Foste tão tua gente que muito tempo vai passar antes que surja outro poeta assim, para ser tão amado por seu povo.

Eras frágil de carne e osso, tão leve na balança, um vento mais forte podia te arrastar como uma folha de árvore ou um pedaço roto de poema. Por isso, talvez, sempre me deste a ideia de um anjo por amor perdido nas ruas do Recife. Mas como eras denso de vida por dentro, como eras tão homem e tão povo, tão pernambucano e universal! Como sabia em tão frágil estrutura tanta esperança do homem, cangaceiro, todo desolado sertão, toda a vívida cidade e mais a doçura da amizade, da mais terna, da doce amizade? Eras talvez um anjo, eras sem dúvida um anjo extraviado, pois só assim se explica fosse homem tão completo, poesia tão solitária.

Teu clima era o amor, a amizade, a ternura, o dar-se a cada instante, a preocupação pelos outros, eras o cantor de todos os que necessitam e se erguiam para conseguir. Nunca foste capaz de ódio; tuas raivas e tuas brigas eram ainda fruto de muito amor e não duravam, logo voltavam a ser ternura.

Aqui te vejo, nessa cidade da Bahia, que Odorico, Cícero, o príncipe Eduardo e eu te ensinamos nos dias alegres, quando transportaste para as ruas mágicas o teu mistério. Não aceito a tua falta, tua ausênciam pois se ainda ontem ríamos aqui, na Reitoria e no restaurante do mercado, na casa de Odorico e na ladeira , ouvindo o Governador dizer teus versos e vendo Moisés e encher de vinho o teu copo. Não, não irei ao Recife. Aqui posso pensar em  ti como se apenas houvesses retornado à tua cidade, depois de visitar minha cidade.

Aqui posso imaginar que estou à tua espera para outros dias alegres de coração leve e riso alto.

Foi injustiça demais, Carlinhos. Quando chegamos a certa idade, vamos indo pela vinda com os vivos, mas também com os nossos mortos, aqueles que vão faltando. Carregamos nossos defuntos, e eles fazem parte de nossa vida, vão conosco. Em geral, porém, os amigos que partem são os que já deram tudo ou quase tudo de si, já completaram seu trabalho, cantaram as estrofes de seu canto. Não era ainda a hora de partires, ainda era cedo demais. Como será agora a noite do Recife se já não estás para ir buscar aurora no fundo do rio e trazê-la para as pontes e para o casario?
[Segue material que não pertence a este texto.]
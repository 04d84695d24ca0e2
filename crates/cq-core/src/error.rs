use thiserror::Error;

pub type CoreResult<T> = Result<T, CoreError>;

#[derive(Error, Debug, Clone, PartialEq)]
pub enum CoreError {
    #[error("Non-finite numeric value for {what}: {value}")]
    NonFinite { what: &'static str, value: f64 },

    #[error("Decimal places out of range: {places} (max {max})")]
    DecimalPlaces { places: usize, max: usize },
}
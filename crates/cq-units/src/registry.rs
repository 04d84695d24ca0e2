//! Static catalogs of the units a quiz may ask about.
//!
//! Order within a catalog is the presentation order.

use serde::{Deserialize, Serialize};
use std::fmt;
use std::str::FromStr;

/// A unit's conversion code paired with its display label.
#[derive(Debug, Clone, Copy, PartialEq, Eq, Hash)]
pub struct UnitDescriptor {
    /// Code understood by the converter (e.g. `degC`)
    pub code: &'static str,
    /// Human-readable label (e.g. `Celsius`)
    pub label: &'static str,
}

impl UnitDescriptor {
    const fn new(code: &'static str, label: &'static str) -> Self {
        Self { code, label }
    }
}

impl fmt::Display for UnitDescriptor {
    fn fmt(&self, f: &mut fmt::Formatter<'_>) -> fmt::Result {
        write!(f, "{} ({})", self.label, self.code)
    }
}

/// Closed group of mutually convertible units.
#[derive(Debug, Clone, Copy, PartialEq, Eq, Hash, Default, Serialize, Deserialize)]
#[serde(rename_all = "lowercase")]
pub enum ConversionFamily {
    #[default]
    Temperature,
    Volume,
}

impl ConversionFamily {
    pub const ALL: [ConversionFamily; 2] = [Self::Temperature, Self::Volume];

    /// Display label for menus.
    pub fn label(self) -> &'static str {
        match self {
            Self::Temperature => "Temperature",
            Self::Volume => "Volume",
        }
    }

    /// Units of this family in presentation order.
    pub fn units(self) -> &'static [UnitDescriptor] {
        units_for(self)
    }
}

impl fmt::Display for ConversionFamily {
    fn fmt(&self, f: &mut fmt::Formatter<'_>) -> fmt::Result {
        match self {
            Self::Temperature => write!(f, "temperature"),
            Self::Volume => write!(f, "volume"),
        }
    }
}

#[derive(Debug, Clone, PartialEq, Eq, thiserror::Error)]
#[error("Unknown conversion family '{0}' (expected 'temperature' or 'volume')")]
pub struct ParseFamilyError(pub String);

impl FromStr for ConversionFamily {
    type Err = ParseFamilyError;

    fn from_str(s: &str) -> Result<Self, Self::Err> {
        match s.trim().to_ascii_lowercase().as_str() {
            "temperature" => Ok(Self::Temperature),
            "volume" => Ok(Self::Volume),
            _ => Err(ParseFamilyError(s.to_string())),
        }
    }
}

pub static TEMPERATURE_UNITS: [UnitDescriptor; 4] = [
    UnitDescriptor::new("degC", "Celsius"),
    UnitDescriptor::new("degF", "Fahrenheit"),
    UnitDescriptor::new("K", "Kelvin"),
    UnitDescriptor::new("degR", "Rankine"),
];

// cup and gallon are US liquid measures
pub static VOLUME_UNITS: [UnitDescriptor; 6] = [
    UnitDescriptor::new("cuft", "Cubic Feet"),
    UnitDescriptor::new("cuin", "Cubic Inches"),
    UnitDescriptor::new("cup", "Cups"),
    UnitDescriptor::new("gallon", "Gallons"),
    UnitDescriptor::new("litre", "Liters"),
    UnitDescriptor::new("tablespoon", "Tablespoons"),
];

pub fn units_for(family: ConversionFamily) -> &'static [UnitDescriptor] {
    match family {
        ConversionFamily::Temperature => &TEMPERATURE_UNITS,
        ConversionFamily::Volume => &VOLUME_UNITS,
    }
}

/// Look up `code` within one family. Codes are case-sensitive (`K` is Kelvin).
pub fn find_unit(family: ConversionFamily, code: &str) -> Option<&'static UnitDescriptor> {
    units_for(family).iter().find(|u| u.code == code)
}

/// Family that owns `code`, if any.
pub fn family_of(code: &str) -> Option<ConversionFamily> {
    ConversionFamily::ALL
        .into_iter()
        .find(|family| find_unit(*family, code).is_some())
}
//! The editable state of one quiz attempt.

use cq_units::ConversionFamily;
use serde::{Deserialize, Serialize};

/// Raw form values of one attempt, exactly as typed or selected.
///
/// Nothing here is validated; the controller decides what the text means when
/// a check is requested.
#[derive(Debug, Clone, Default, PartialEq, Eq, Serialize, Deserialize)]
#[serde(default)]
pub struct QuizAttempt {
    pub conversion_family: ConversionFamily,
    pub input_value: String,
    pub input_unit: String,
    pub target_unit: String,
    pub student_answer: String,
}

impl QuizAttempt {
    pub fn new(family: ConversionFamily) -> Self {
        Self {
            conversion_family: family,
            ..Self::default()
        }
    }

    /// Builder-style helper mostly used by tests and batch files.
    pub fn with_values(
        family: ConversionFamily,
        input_value: impl Into<String>,
        input_unit: impl Into<String>,
        target_unit: impl Into<String>,
        student_answer: impl Into<String>,
    ) -> Self {
        Self {
            conversion_family: family,
            input_value: input_value.into(),
            input_unit: input_unit.into(),
            target_unit: target_unit.into(),
            student_answer: student_answer.into(),
        }
    }
}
É difícil, quase impossível, tomar de tua morte e carregá-la nos ombros.

Queria buscar tua palavra e escrevê-la aqui, entregá-la a Clarinha em nome de Paloma e João, a Tania, em nome de Zélia. Foste amor e solidão da terra, cidade e sertão, dor e esperança. Mas havia uma atmosfera tua, um clima, um ar na tua angélica humanidade. Era uma atmosfera azul, quase infantil e mágica. Azul, Carlinhos, esse mistério que tu foste. Azul, Carlinhos, tua morte de sangue coagulado, azul na tua definitiva permanência de poeta, tão terrível azul este momento.